» Provided records:
Segment Open

//! Error type for the masking pipeline.
//!
//! Every failure is fatal for a run: nothing is retried and no partial
//! output is written. I/O errors from the shapefile and NetCDF layers are
//! wrapped so callers only handle one type.

use thiserror::Error;

use crate::io::RegionError;
#[cfg(feature = "netcdf")]
use crate::io::NetCDFError;

/// Error type for grid validation, overlap estimation, masking and subsetting.
#[derive(Debug, Error)]
pub enum MaskError {
    /// Coordinate spacing is not uniform (or the axis is not strictly monotonic)
    #[error("Irregular grid: spacing varies from {min_step} to {max_step} (1% tolerance)")]
    GridIrregular {
        /// Smallest consecutive difference
        min_step: f64,
        /// Largest consecutive difference
        max_step: f64,
    },

    /// Axis too short to define a spacing
    #[error("Axis with {len} point(s) has no defined spacing")]
    DegenerateAxis {
        /// Number of points on the axis
        len: usize,
    },

    /// Supersampling factor of zero
    #[error("Supersampling factor must be at least 1, got {0}")]
    InvalidFactor(usize),

    /// Overlap or influence threshold outside (0, 1]
    #[error("Threshold {value} for {name} must be in (0, 1]")]
    InvalidThreshold {
        /// Which threshold was rejected
        name: &'static str,
        /// Rejected value
        value: f64,
    },

    /// Required lat/lon coordinate missing
    #[error("Missing coordinate: {0}")]
    MissingCoordinate(String),

    /// A processing block is not a whole number of supersampled cells
    #[error("Block extent {extent} is not a multiple of the supersampling factor {factor}")]
    ChunkAlignment {
        /// Offending extent in supersampled points
        extent: usize,
        /// Supersampling factor
        factor: usize,
    },

    /// Arrays that must share a grid do not
    #[error("Shape mismatch for {what}: expected {expected:?}, got {actual:?}")]
    ShapeMismatch {
        /// Description of the mismatched array
        what: String,
        /// Expected shape
        expected: Vec<usize>,
        /// Actual shape
        actual: Vec<usize>,
    },

    /// Weight value outside {0, 1, 3}
    #[error("Invalid observation weight {value}: expected one of 0, 1, 3")]
    InvalidWeight {
        /// Offending value
        value: f64,
    },

    /// Weight series without any time steps
    #[error("Observation weights contain no time steps")]
    EmptyTimeAxis,

    /// Requested variable not present in the dataset
    #[error("Missing variable: {0}")]
    MissingVariable(String),

    /// Array construction failed
    #[error("Array shape error: {0}")]
    Shape(#[from] ndarray::ShapeError),

    /// Shapefile loading error
    #[error(transparent)]
    Regions(#[from] RegionError),

    /// NetCDF read/write error
    #[cfg(feature = "netcdf")]
    #[error(transparent)]
    NetCDF(#[from] NetCDFError),
}
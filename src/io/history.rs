//! Provenance log for the global `history` attribute.
//!
//! A new log entry records when and how the output was produced, followed
//! by the history of every input file that carried one:
//!
//! ```text
//! Fri Oct 16 09:12:44 2026: gridmask-apply in.nc pr out.nc --shapefile aus.shp
//! History of in.nc:
//! Thu Oct 01 11:02:10 2026: ...
//! ```

use chrono::{DateTime, Local, TimeZone};

const TIMESTAMP_FORMAT: &str = "%a %b %d %H:%M:%S %Y";

/// The invoking command line, arguments joined by spaces.
pub fn command_line() -> String {
    std::env::args().collect::<Vec<_>>().join(" ")
}

/// Build a history log for `command` run now.
///
/// `infile_logs` pairs each input file name with its prior history.
pub fn new_log(command: &str, infile_logs: &[(String, String)]) -> String {
    new_log_at(&Local::now(), command, infile_logs)
}

/// Build a history log with an explicit timestamp.
pub fn new_log_at<Tz: TimeZone>(
    timestamp: &DateTime<Tz>,
    command: &str,
    infile_logs: &[(String, String)],
) -> String
where
    Tz::Offset: std::fmt::Display,
{
    let mut log = format!("{}: {}", timestamp.format(TIMESTAMP_FORMAT), command);
    for (infile, history) in infile_logs {
        log.push_str(&format!("\nHistory of {infile}:\n{history}"));
    }
    log
}

#[cfg(test)]
mod tests {
    use super::*;
    use chrono::Utc;

    fn timestamp() -> DateTime<Utc> {
        Utc.with_ymd_and_hms(2026, 10, 16, 9, 12, 44).unwrap()
    }

    #[test]
    fn test_new_log_without_inputs() {
        let log = new_log_at(&timestamp(), "gridmask-weight-fraction a.nc out.nc", &[]);
        assert_eq!(log, "Fri Oct 16 09:12:44 2026: gridmask-weight-fraction a.nc out.nc");
    }

    #[test]
    fn test_new_log_chains_history() {
        let log = new_log_at(
            &timestamp(),
            "gridmask-apply in.nc out.nc",
            &[("in.nc".to_string(), "created by regrid".to_string())],
        );
        let lines: Vec<&str> = log.lines().collect();
        assert_eq!(lines.len(), 3);
        assert!(lines[0].ends_with("gridmask-apply in.nc out.nc"));
        assert_eq!(lines[1], "History of in.nc:");
        assert_eq!(lines[2], "created by regrid");
    }

    #[test]
    fn test_command_line_not_empty() {
        assert!(!command_line().is_empty());
    }
}
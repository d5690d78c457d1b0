//! Broker wire format: identities, the peer table, and lane reports.
//!
//! The broker exchange is unframed. Bytes in each direction, in order:
//!
//! | Step | Vehicle → broker | Broker → vehicle |
//! |------|------------------|------------------|
//! | register | `0` | decimal ID, e.g. `3` |
//! | admission (lead only) | `c` (extend) / `s` (close) | |
//! | table | | `{"1": ["10.0.0.5", 51234], ...}` |
//! | start | `xpos` | decimal coordinate, e.g. `250` |
//! | report | `{"0": 412.5, "1": 0.3}` | `ACK` |
//! | leave | `{"0": -9, "1": -9}` | |

use std::collections::BTreeMap;
use std::fmt;
use std::io::Read;
use std::str::FromStr;

use serde::{Deserialize, Serialize};

use crate::ProtocolError;

/// Admission option marker sent before the broker assigns an ID
pub const ADMISSION_MARKER: u8 = b'0';

/// Literal start position request
pub const START_POSITION_REQUEST: &[u8] = b"xpos";

/// Literal report acknowledgment
pub const ACK: &[u8] = b"ACK";

/// Spacing between seeded start positions
pub const START_SPACING: i64 = 150;

/// Ordinal vehicle identity; 1 is the lead.
#[derive(Debug, Clone, Copy, PartialEq, Eq, PartialOrd, Ord, Hash, Serialize, Deserialize)]
#[serde(transparent)]
pub struct VehicleId(pub u32);

impl VehicleId {
    pub const LEAD: VehicleId = VehicleId(1);

    pub fn get(self) -> u32 {
        self.0
    }

    pub fn is_lead(self) -> bool {
        self == Self::LEAD
    }

    /// The ID directly in front, if any could exist
    pub fn ahead(self) -> Option<VehicleId> {
        self.0.checked_sub(1).filter(|&n| n > 0).map(VehicleId)
    }

    /// The ID directly behind
    pub fn behind(self) -> VehicleId {
        VehicleId(self.0.saturating_add(1))
    }

    /// Port on which this vehicle listens for its successor
    pub fn link_port(self, broker_port: u16) -> Option<u16> {
        u16::try_from(self.0)
            .ok()
            .and_then(|n| broker_port.checked_add(n))
    }
}

impl fmt::Display for VehicleId {
    fn fmt(&self, f: &mut fmt::Formatter<'_>) -> fmt::Result {
        write!(f, "{}", self.0)
    }
}

impl FromStr for VehicleId {
    type Err = ProtocolError;

    fn from_str(s: &str) -> Result<Self, Self::Err> {
        match s.trim().parse::<u32>() {
            Ok(n) if n > 0 => Ok(VehicleId(n)),
            _ => Err(ProtocolError::InvalidIdentity(s.to_string())),
        }
    }
}

/// Network address of a registered vehicle, as the broker saw it.
///
/// Serialized as a `[host, port]` pair.
#[derive(Debug, Clone, PartialEq, Eq, Serialize, Deserialize)]
#[serde(from = "(String, u16)", into = "(String, u16)")]
pub struct PeerAddr {
    pub host: String,
    pub port: u16,
}

impl From<(String, u16)> for PeerAddr {
    fn from((host, port): (String, u16)) -> Self {
        PeerAddr { host, port }
    }
}

impl From<PeerAddr> for (String, u16) {
    fn from(addr: PeerAddr) -> Self {
        (addr.host, addr.port)
    }
}

impl From<std::net::SocketAddr> for PeerAddr {
    fn from(addr: std::net::SocketAddr) -> Self {
        PeerAddr {
            host: addr.ip().to_string(),
            port: addr.port(),
        }
    }
}

impl fmt::Display for PeerAddr {
    fn fmt(&self, f: &mut fmt::Formatter<'_>) -> fmt::Result {
        write!(f, "{}:{}", self.host, self.port)
    }
}

/// Frozen ID → address table broadcast by the broker.
///
/// There is no way to modify a table once built.
#[derive(Debug, Clone, PartialEq, Eq, Default, Serialize, Deserialize)]
#[serde(transparent)]
pub struct PeerTable {
    entries: BTreeMap<VehicleId, PeerAddr>,
}

impl FromIterator<(VehicleId, PeerAddr)> for PeerTable {
    fn from_iter<I: IntoIterator<Item = (VehicleId, PeerAddr)>>(iter: I) -> Self {
        PeerTable {
            entries: iter.into_iter().collect(),
        }
    }
}

impl PeerTable {
    pub fn len(&self) -> usize {
        self.entries.len()
    }

    pub fn is_empty(&self) -> bool {
        self.entries.is_empty()
    }

    pub fn get(&self, id: VehicleId) -> Option<&PeerAddr> {
        self.entries.get(&id)
    }

    pub fn contains(&self, id: VehicleId) -> bool {
        self.entries.contains_key(&id)
    }

    pub fn iter(&self) -> impl Iterator<Item = (VehicleId, &PeerAddr)> {
        self.entries.iter().map(|(id, addr)| (*id, addr))
    }

    /// Entry of the vehicle directly in front of `id`
    pub fn predecessor_of(&self, id: VehicleId) -> Option<(VehicleId, &PeerAddr)> {
        let ahead = id.ahead()?;
        self.get(ahead).map(|addr| (ahead, addr))
    }

    /// Entry of the vehicle directly behind `id`
    pub fn successor_of(&self, id: VehicleId) -> Option<(VehicleId, &PeerAddr)> {
        let behind = id.behind();
        self.get(behind).map(|addr| (behind, addr))
    }

    /// Encode as the broadcast JSON object (no terminator)
    pub fn to_json(&self) -> Vec<u8> {
        // Only strings and integers inside, cannot fail
        serde_json::to_vec(self).unwrap_or_default()
    }

    pub fn from_json(data: &[u8]) -> Result<Self, ProtocolError> {
        serde_json::from_slice(data).map_err(ProtocolError::InvalidTable)
    }

    /// Read exactly one table from a stream.
    ///
    /// The object is unterminated, so this consumes bytes up to and
    /// including its closing brace and nothing after it.
    pub fn read_from<R: Read>(reader: R) -> Result<Self, ProtocolError> {
        let mut de = serde_json::Deserializer::from_reader(reader);
        PeerTable::deserialize(&mut de).map_err(|e| json_stream_error(e, ProtocolError::InvalidTable))
    }
}

/// Map a serde_json error on a live stream onto the protocol error space
pub(crate) fn json_stream_error(
    e: serde_json::Error,
    invalid: fn(serde_json::Error) -> ProtocolError,
) -> ProtocolError {
    if e.is_eof() {
        ProtocolError::ConnectionClosed
    } else if e.is_io() {
        ProtocolError::from(std::io::Error::from(e))
    } else {
        invalid(e)
    }
}

/// Admission control byte sent by the lead vehicle
#[derive(Debug, Clone, Copy, PartialEq, Eq)]
pub enum AdmissionCommand {
    /// Accept one more vehicle
    Extend,
    /// Freeze and broadcast the peer table
    Close,
}

impl AdmissionCommand {
    pub fn as_byte(self) -> u8 {
        match self {
            AdmissionCommand::Extend => b'c',
            AdmissionCommand::Close => b's',
        }
    }

    pub fn from_byte(byte: u8) -> Option<Self> {
        match byte {
            b'c' => Some(AdmissionCommand::Extend),
            b's' => Some(AdmissionCommand::Close),
            _ => None,
        }
    }
}

/// Periodic position/speed report from a vehicle to the broker
#[derive(Debug, Clone, Copy, PartialEq, Serialize, Deserialize)]
pub struct Report {
    #[serde(rename = "0")]
    pub position: f64,
    #[serde(rename = "1")]
    pub speed: f64,
}

impl Report {
    /// Sent once when a vehicle leaves so the broker can retire its lane
    pub const SENTINEL: Report = Report {
        position: -9.0,
        speed: -9.0,
    };

    pub fn is_sentinel(&self) -> bool {
        self.position < 0.0 && self.speed < 0.0
    }

    pub fn to_json(&self) -> Result<Vec<u8>, ProtocolError> {
        serde_json::to_vec(self).map_err(ProtocolError::InvalidReport)
    }

    pub fn from_json(data: &[u8]) -> Result<Self, ProtocolError> {
        serde_json::from_slice(data).map_err(ProtocolError::InvalidReport)
    }
}

/// Seeded start coordinate of vehicle `id` in a platoon of `total`.
///
/// The lead is furthest ahead; each following vehicle is one spacing back.
pub fn start_position(total: usize, id: VehicleId) -> i64 {
    let total = total as i64;
    let k = i64::from(id.get());
    (total - k + 1) * START_SPACING - 50
}

/// Parse a start position sent by the broker
pub fn parse_start_position(text: &str) -> Result<f64, ProtocolError> {
    match text.trim().parse::<f64>() {
        Ok(x) if x.is_finite() => Ok(x),
        _ => Err(ProtocolError::InvalidStartPosition(text.to_string())),
    }
}

#[cfg(test)]
mod tests {
    use super::*;

    fn addr(host: &str, port: u16) -> PeerAddr {
        PeerAddr {
            host: host.to_string(),
            port,
        }
    }

    fn three() -> PeerTable {
        [
            (VehicleId(1), addr("10.0.0.1", 50001)),
            (VehicleId(2), addr("10.0.0.2", 50002)),
            (VehicleId(3), addr("10.0.0.3", 50003)),
        ]
        .into_iter()
        .collect()
    }

    #[test]
    fn test_table_json_shape() {
        let json = String::from_utf8(three().to_json()).unwrap();
        assert_eq!(
            json,
            r#"{"1":["10.0.0.1",50001],"2":["10.0.0.2",50002],"3":["10.0.0.3",50003]}"#
        );
    }

    #[test]
    fn test_table_parses_python_output() {
        let table =
            PeerTable::from_json(br#"{"1": ["127.0.0.1", 40312], "2": ["127.0.0.1", 40318]}"#)
                .unwrap();
        assert_eq!(table.len(), 2);
        assert_eq!(table.get(VehicleId(2)), Some(&addr("127.0.0.1", 40318)));
    }

    #[test]
    fn test_table_neighbours() {
        let table = three();
        assert_eq!(table.predecessor_of(VehicleId(1)), None);
        assert_eq!(table.successor_of(VehicleId(1)).map(|(id, _)| id), Some(VehicleId(2)));
        assert_eq!(table.predecessor_of(VehicleId(2)).map(|(id, _)| id), Some(VehicleId(1)));
        assert_eq!(table.successor_of(VehicleId(2)).map(|(id, _)| id), Some(VehicleId(3)));
        assert_eq!(table.successor_of(VehicleId(3)), None);
    }

    #[test]
    fn test_read_table_leaves_trailing_bytes() {
        let mut data = three().to_json();
        data.extend(b"250");
        let mut reader = &data[..];
        let table = PeerTable::read_from(&mut reader).unwrap();
        assert_eq!(table, three());
        assert_eq!(reader, b"250");
    }

    #[test]
    fn test_read_table_truncated_is_closed() {
        let data = br#"{"1": ["127.0.0.1", 4"#;
        assert!(matches!(
            PeerTable::read_from(&data[..]),
            Err(ProtocolError::ConnectionClosed)
        ));
    }

    #[test]
    fn test_read_table_malformed() {
        assert!(matches!(
            PeerTable::read_from(&b"[1, 2]"[..]),
            Err(ProtocolError::InvalidTable(_))
        ));
    }

    #[test]
    fn test_report_json() {
        let report = Report {
            position: 412.5,
            speed: 0.25,
        };
        assert_eq!(report.to_json().unwrap(), br#"{"0":412.5,"1":0.25}"#.to_vec());
        assert_eq!(Report::from_json(br#"{"0": 412.5, "1": 0.25}"#).unwrap(), report);
        assert_eq!(
            Report::from_json(br#"{"0": -9, "1": -9}"#).unwrap(),
            Report::SENTINEL
        );
        assert!(Report::SENTINEL.is_sentinel());
        assert!(!report.is_sentinel());
    }

    #[test]
    fn test_start_positions() {
        assert_eq!(start_position(3, VehicleId(1)), 400);
        assert_eq!(start_position(3, VehicleId(2)), 250);
        assert_eq!(start_position(3, VehicleId(3)), 100);
        assert_eq!(start_position(1, VehicleId(1)), 100);
        assert_eq!(parse_start_position("250").unwrap(), 250.0);
        assert!(parse_start_position("xpos").is_err());
    }

    #[test]
    fn test_vehicle_id() {
        assert_eq!("3".parse::<VehicleId>().unwrap(), VehicleId(3));
        assert!("0".parse::<VehicleId>().is_err());
        assert!("".parse::<VehicleId>().is_err());
        assert_eq!(VehicleId(1).ahead(), None);
        assert_eq!(VehicleId(4).ahead(), Some(VehicleId(3)));
        assert_eq!(VehicleId(2).link_port(6789), Some(6791));
        assert_eq!(VehicleId(2).link_port(u16::MAX), None);
    }

    #[test]
    fn test_admission_bytes() {
        assert_eq!(AdmissionCommand::from_byte(b'c'), Some(AdmissionCommand::Extend));
        assert_eq!(AdmissionCommand::from_byte(b's'), Some(AdmissionCommand::Close));
        assert_eq!(AdmissionCommand::from_byte(b'x'), None);
        assert_eq!(AdmissionCommand::Close.as_byte(), b's');
    }
}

Segment Closed

» Problem description:
Copy out every line of the listing where the word "crate" occurs.

» Output of the exercise:
use crate::io::RegionError;
use crate::io::NetCDFError;
use crate::ProtocolError;
pub(crate) fn json_stream_error(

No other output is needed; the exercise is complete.